Volete regolare l’orologio sull’orario di apertura e chiusura del mercato cinese, ad esempio? Basta guardare quando le quotazioni dell’oro salgono. Oro fisico. Quando apre l’Europa o, peggio, Wall Street? Festival della carta e di Mr. Slammy, i derivati stampati col ciclostile per manipolare le valutazioni al ribasso. Chi racconta la verità, l’oro fisico o i futures in perenne equilibrio precario da fail-to-deliver?

Lo so, appare paradossale, ma i trasferimenti record al Comex degli ultimi tempi paiono implicite quanto impietose conferme in tal senso. Chi bluffa, la Cina ancora dipinta come magazzino di chincaglierie a cielo aperto e ipertrofica bisca clandestina o l’azzimato e regolamentato Occidente della deroga perenne?

Date un’occhiata a questa schermata, la quale ci mostra una notizia battuta dalle agenzie nella giornata di mercoledì e bellamente ignorata dalla nostra stampa. La quale pare unidirezionalmente impostata verso l’AI solo con tonalità apologetiche. Quando saltano fuori rogne e magagne, si cambia argomento.

Capito perché Nvidia si è inabissata al Nasdaq? Non è bastato il fatto che i nuovi chip H20, quelli designati apposta per il mercato cinese, vedessero la vendita bandita dalla Casa Bianca a tempo indeterminato, ma ecco che salta fuori come i campioni del tech avessero già accettato (e contabilizzato?) ordinativi record dal Dragone, pur sapendo – almeno questo è il forte dubbio – che con ogni probabilità la mannaia delle tariffe e della contrapposizione sinofobica si sarebbero abbattute su quel prodotto. Chi fa il furbo, quindi? E vogliamo rinverdire il fasti di DeepSeek e del suo scoperchiamento del vaso di Pandora dei prezzi gonfiati dell’AI statunitense, per caso?

Ora date un’occhiata a questo grafico. Un potenziale, pressoché certo dèjà vu che l’Europa potrebbe pagare carissimo, se fra Bruxelles e Washington non si trovasse in tempi brevi un’intesa.

Dopo la svalutazione dello yuan del 2015, la Cina liquidò parte delle sue detenzioni di debito Usa attraverso il proxy del Belgio. Ovvero, Euroclear. Belgio che, dopo la Cina, è infatti quinto detentore assoluto. Dopo Bruxelles, ecco il Lussemburgo. Ovvero, sempre il proxy cinese via Clearstream.

Certo, trattasi meramente di clearing house e depositary house, veicoli tecnici che non discriminano certo la clientela che voglia detenerci assets.

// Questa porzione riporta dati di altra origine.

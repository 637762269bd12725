//! Staging Project Handlers
//!
//! Every mutating handler follows the same read-modify-write cycle through
//! [`load_project`] and [`save_project`]. A project owned by someone else is
//! reported exactly like a missing one.

pub mod admin;
pub mod areas;
pub mod items;
pub mod projects;
pub mod public;
pub mod types;

pub use admin::{admin_bulk_delete_projects, admin_delete_project, admin_get_project, admin_list_projects};
pub use areas::{add_area, add_hotspot, add_info, delete_area, delete_area_hotspot};
pub use items::{add_item, delete_item, delete_item_instance, place_item, update_item_instance};
pub use projects::{create_project, delete_project, get_areas, get_own_project, list_own_projects, update_project};
pub use public::{public_get_project, public_list_projects};

use uuid::Uuid;

use crate::backend::error::BackendError;
use crate::backend::projects::handlers::types::ProjectsPage;
use crate::backend::server::state::AppState;
use crate::backend::store::ProjectScope;
use crate::backend::upload::UploadedFile;
use crate::shared::numeric::NumericInput;
use crate::shared::{Page, PageQuery, SharedError};
use crate::staging::{Project, ProjectView, StoredImage};

/// A missing project and one owned by someone else look the same
pub(crate) fn project_not_found() -> BackendError {
    SharedError::not_found("Staging project").into()
}

pub(crate) fn parse_project_id(id: &str) -> Result<Uuid, BackendError> {
    Uuid::parse_str(id.trim()).map_err(|_| BackendError::bad_request("Invalid project ID"))
}

pub(crate) async fn load_project(
    app_state: &AppState,
    id: &str,
    scope: ProjectScope,
) -> Result<Project, BackendError> {
    let id = parse_project_id(id)?;
    app_state
        .projects
        .find_project(id, scope)
        .await?
        .ok_or_else(project_not_found)
}

/// Stamp `updatedAt` and write the whole document back
pub(crate) async fn save_project(app_state: &AppState, project: &mut Project) -> Result<(), BackendError> {
    project.touch();
    if !app_state.projects.save_project(project).await? {
        // deleted between load and save
        return Err(project_not_found());
    }
    Ok(())
}

pub(crate) async fn store_image(app_state: &AppState, file: UploadedFile) -> Result<StoredImage, BackendError> {
    let stored = app_state.storage.store(file).await?;
    tracing::debug!(url = %stored.url, size = stored.size, "Image stored");
    Ok(stored)
}

pub(crate) async fn list_page(
    app_state: &AppState,
    scope: ProjectScope,
    query: &PageQuery,
    view: fn(&Project) -> ProjectView,
) -> Result<ProjectsPage, BackendError> {
    let page: Page<Project> = app_state.projects.list_projects(scope, query).await?;
    let page = page.map(|project| view(&project));
    Ok(ProjectsPage {
        projects: page.items,
        pagination: page.pagination,
    })
}

/// Optional number from a JSON body
pub(crate) fn optional_number(field: &str, value: &Option<NumericInput>) -> Result<Option<f64>, SharedError> {
    value.as_ref().map(|value| value.to_f64(field)).transpose()
}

Ma chi lo spiega a un caratterino ben poco stabile come quello di Donald Trump che, potenzialmente, l’esplosione dei rendimenti dei Treasury abbia avuto come accelerante dell’incendio doloso anche un fuoco amico?

E a proposito, siamo in buona compagnia. A parole, il Giappone è alleato di ferro degli Usa nella lotta contro Pechino. Addirittura, il Fondo pensione statale nipponico (Gpif), un moloch con assets investiti per 1,7 trilioni di dollari, ha cambiato il benchmark che utilizza per i suoi investimenti su equities straniere, optando per uno che non include titoli onshore cinesi.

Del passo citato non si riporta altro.